» Exercise prompt: Every entry has to be output exactly, with none skipped.

» Supplied data:
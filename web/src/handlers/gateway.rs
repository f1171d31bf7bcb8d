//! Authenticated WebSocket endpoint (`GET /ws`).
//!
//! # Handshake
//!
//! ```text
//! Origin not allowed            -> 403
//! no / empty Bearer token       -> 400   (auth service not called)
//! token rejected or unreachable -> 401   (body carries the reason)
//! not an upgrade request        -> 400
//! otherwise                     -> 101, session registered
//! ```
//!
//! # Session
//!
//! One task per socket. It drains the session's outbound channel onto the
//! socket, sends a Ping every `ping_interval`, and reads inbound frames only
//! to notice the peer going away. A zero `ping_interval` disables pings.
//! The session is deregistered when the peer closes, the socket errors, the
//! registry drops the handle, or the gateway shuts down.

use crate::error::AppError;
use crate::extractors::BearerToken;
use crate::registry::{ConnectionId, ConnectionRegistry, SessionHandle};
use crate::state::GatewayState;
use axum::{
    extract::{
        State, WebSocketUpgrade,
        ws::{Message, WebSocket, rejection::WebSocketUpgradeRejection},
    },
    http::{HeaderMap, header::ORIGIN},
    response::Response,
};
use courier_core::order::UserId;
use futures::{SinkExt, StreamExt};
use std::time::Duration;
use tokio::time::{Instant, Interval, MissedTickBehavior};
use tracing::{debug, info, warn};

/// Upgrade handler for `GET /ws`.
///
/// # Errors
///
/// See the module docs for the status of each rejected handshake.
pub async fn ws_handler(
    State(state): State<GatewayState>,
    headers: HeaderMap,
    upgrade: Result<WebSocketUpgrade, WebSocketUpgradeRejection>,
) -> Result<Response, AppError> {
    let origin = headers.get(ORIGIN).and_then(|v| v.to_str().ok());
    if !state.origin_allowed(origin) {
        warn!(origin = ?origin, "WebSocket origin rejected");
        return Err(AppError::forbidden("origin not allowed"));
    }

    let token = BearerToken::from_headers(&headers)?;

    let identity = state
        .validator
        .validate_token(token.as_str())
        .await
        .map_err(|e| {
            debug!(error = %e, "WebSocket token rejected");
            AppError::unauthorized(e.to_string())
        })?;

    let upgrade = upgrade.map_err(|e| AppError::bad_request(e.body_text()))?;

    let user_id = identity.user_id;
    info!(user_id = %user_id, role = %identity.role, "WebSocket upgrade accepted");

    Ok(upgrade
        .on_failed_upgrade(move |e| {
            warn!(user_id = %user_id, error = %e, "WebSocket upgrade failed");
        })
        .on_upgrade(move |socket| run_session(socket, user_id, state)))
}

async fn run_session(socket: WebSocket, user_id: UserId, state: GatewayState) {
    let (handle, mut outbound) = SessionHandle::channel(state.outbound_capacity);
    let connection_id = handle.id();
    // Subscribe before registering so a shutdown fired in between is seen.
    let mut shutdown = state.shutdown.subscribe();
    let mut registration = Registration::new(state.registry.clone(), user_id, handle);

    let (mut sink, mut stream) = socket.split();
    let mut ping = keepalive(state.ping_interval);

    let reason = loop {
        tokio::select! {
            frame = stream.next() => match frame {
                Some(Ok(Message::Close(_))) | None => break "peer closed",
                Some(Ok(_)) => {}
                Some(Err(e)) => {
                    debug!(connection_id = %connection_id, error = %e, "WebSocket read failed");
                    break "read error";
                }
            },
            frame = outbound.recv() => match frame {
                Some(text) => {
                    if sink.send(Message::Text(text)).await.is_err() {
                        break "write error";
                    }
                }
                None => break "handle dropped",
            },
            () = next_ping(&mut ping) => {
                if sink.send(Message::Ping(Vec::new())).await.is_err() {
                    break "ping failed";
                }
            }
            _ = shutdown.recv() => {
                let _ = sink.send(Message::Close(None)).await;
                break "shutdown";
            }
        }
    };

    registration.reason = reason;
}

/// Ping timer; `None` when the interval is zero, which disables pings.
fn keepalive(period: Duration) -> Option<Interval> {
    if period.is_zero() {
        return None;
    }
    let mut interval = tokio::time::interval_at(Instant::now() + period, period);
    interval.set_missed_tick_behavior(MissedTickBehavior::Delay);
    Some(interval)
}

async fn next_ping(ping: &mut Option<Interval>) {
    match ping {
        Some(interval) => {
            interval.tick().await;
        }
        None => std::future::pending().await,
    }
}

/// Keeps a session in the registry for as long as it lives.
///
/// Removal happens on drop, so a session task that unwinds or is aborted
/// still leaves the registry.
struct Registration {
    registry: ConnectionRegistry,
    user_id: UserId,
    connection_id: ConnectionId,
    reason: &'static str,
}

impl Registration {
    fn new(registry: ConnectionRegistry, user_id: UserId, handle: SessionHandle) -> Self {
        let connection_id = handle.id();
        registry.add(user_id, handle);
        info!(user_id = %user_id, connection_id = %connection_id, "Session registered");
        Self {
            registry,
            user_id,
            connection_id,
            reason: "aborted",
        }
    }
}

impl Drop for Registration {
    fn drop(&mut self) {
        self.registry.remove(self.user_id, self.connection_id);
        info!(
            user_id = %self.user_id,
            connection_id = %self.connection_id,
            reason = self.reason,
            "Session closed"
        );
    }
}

» Exercise result:
filename web/src/handlers/gateway.rs
repository f1171d31bf7bcb8d
//! Authenticated WebSocket endpoint (`GET /ws`).
//!
//! # Handshake
//!
//! ```text
//! Origin not allowed            -> 403
//! no / empty Bearer token       -> 400   (auth service not called)
//! token rejected or unreachable -> 401   (body carries the reason)
//! not an upgrade request        -> 400
//! otherwise                     -> 101, session registered
//! ```
//!
//! # Session
//!
//! One task per socket. It drains the session's outbound channel onto the
//! socket, sends a Ping every `ping_interval`, and reads inbound frames only
//! to notice the peer going away. A zero `ping_interval` disables pings.
//! The session is deregistered when the peer closes, the socket errors, the
//! registry drops the handle, or the gateway shuts down.

use crate::error::AppError;
use crate::extractors::BearerToken;
use crate::registry::{ConnectionId, ConnectionRegistry, SessionHandle};
use crate::state::GatewayState;
use axum::{
    extract::{
        State, WebSocketUpgrade,
        ws::{Message, WebSocket, rejection::WebSocketUpgradeRejection},
    },
    http::{HeaderMap, header::ORIGIN},
    response::Response,
};
use courier_core::order::UserId;
use futures::{SinkExt, StreamExt};
use std::time::Duration;
use tokio::time::{Instant, Interval, MissedTickBehavior};
use tracing::{debug, info, warn};

/// Upgrade handler for `GET /ws`.
///
/// # Errors
///
/// See the module docs for the status of each rejected handshake.
pub async fn ws_handler(
    State(state): State<GatewayState>,
    headers: HeaderMap,
    upgrade: Result<WebSocketUpgrade, WebSocketUpgradeRejection>,
) -> Result<Response, AppError> {
    let origin = headers.get(ORIGIN).and_then(|v| v.to_str().ok());
    if !state.origin_allowed(origin) {
        warn!(origin = ?origin, "WebSocket origin rejected");
        return Err(AppError::forbidden("origin not allowed"));
    }

    let token = BearerToken::from_headers(&headers)?;

    let identity = state
        .validator
        .validate_token(token.as_str())
        .await
        .map_err(|e| {
            debug!(error = %e, "WebSocket token rejected");
            AppError::unauthorized(e.to_string())
        })?;

    let upgrade = upgrade.map_err(|e| AppError::bad_request(e.body_text()))?;

    let user_id = identity.user_id;
    info!(user_id = %user_id, role = %identity.role, "WebSocket upgrade accepted");

    Ok(upgrade
        .on_failed_upgrade(move |e| {
            warn!(user_id = %user_id, error = %e, "WebSocket upgrade failed");
        })
        .on_upgrade(move |socket| run_session(socket, user_id, state)))
}

async fn run_session(socket: WebSocket, user_id: UserId, state: GatewayState) {
    let (handle, mut outbound) = SessionHandle::channel(state.outbound_capacity);
    let connection_id = handle.id();
    // Subscribe before registering so a shutdown fired in between is seen.
    let mut shutdown = state.shutdown.subscribe();
    let mut registration = Registration::new(state.registry.clone(), user_id, handle);

    let (mut sink, mut stream) = socket.split();
    let mut ping = keepalive(state.ping_interval);

    let reason = loop {
        tokio::select! {
            frame = stream.next() => match frame {
                Some(Ok(Message::Close(_))) | None => break "peer closed",
                Some(Ok(_)) => {}
                Some(Err(e)) => {
                    debug!(connection_id = %connection_id, error = %e, "WebSocket read failed");
                    break "read error";
                }
            },
            frame = outbound.recv() => match frame {
                Some(text) => {
                    if sink.send(Message::Text(text)).await.is_err() {
                        break "write error";
                    }
                }
                None => break "handle dropped",
            },
            () = next_ping(&mut ping) => {
                if sink.send(Message::Ping(Vec::new())).await.is_err() {
                    break "ping failed";
                }
            }
            _ = shutdown.recv() => {
                let _ = sink.send(Message::Close(None)).await;
                break "shutdown";
            }
        }
    };

    registration.reason = reason;
}

/// Ping timer; `None` when the interval is zero, which disables pings.
fn keepalive(period: Duration) -> Option<Interval> {
    if period.is_zero() {
        return None;
    }
    let mut interval = tokio::time::interval_at(Instant::now() + period, period);
    interval.set_missed_tick_behavior(MissedTickBehavior::Delay);
    Some(interval)
}

async fn next_ping(ping: &mut Option<Interval>) {
    match ping {
        Some(interval) => {
            interval.tick().await;
        }
        None => std::future::pending().await,
    }
}

/// Keeps a session in the registry for as long as it lives.
///
/// Removal happens on drop, so a session task that unwinds or is aborted
/// still leaves the registry.
struct Registration {
    registry: ConnectionRegistry,
    user_id: UserId,
    connection_id: ConnectionId,
    reason: &'static str,
}

impl Registration {
    fn new(registry: ConnectionRegistry, user_id: UserId, handle: SessionHandle) -> Self {
        let connection_id = handle.id();
        registry.add(user_id, handle);
        info!(user_id = %user_id, connection_id = %connection_id, "Session registered");
        Self {
            registry,
            user_id,
            connection_id,
            reason: "aborted",
        }
    }
}

impl Drop for Registration {
    fn drop(&mut self) {
        self.registry.remove(self.user_id, self.connection_id);
        info!(
            user_id = %self.user_id,
            connection_id = %self.connection_id,
            reason = self.reason,
            "Session closed"
        );
    }
}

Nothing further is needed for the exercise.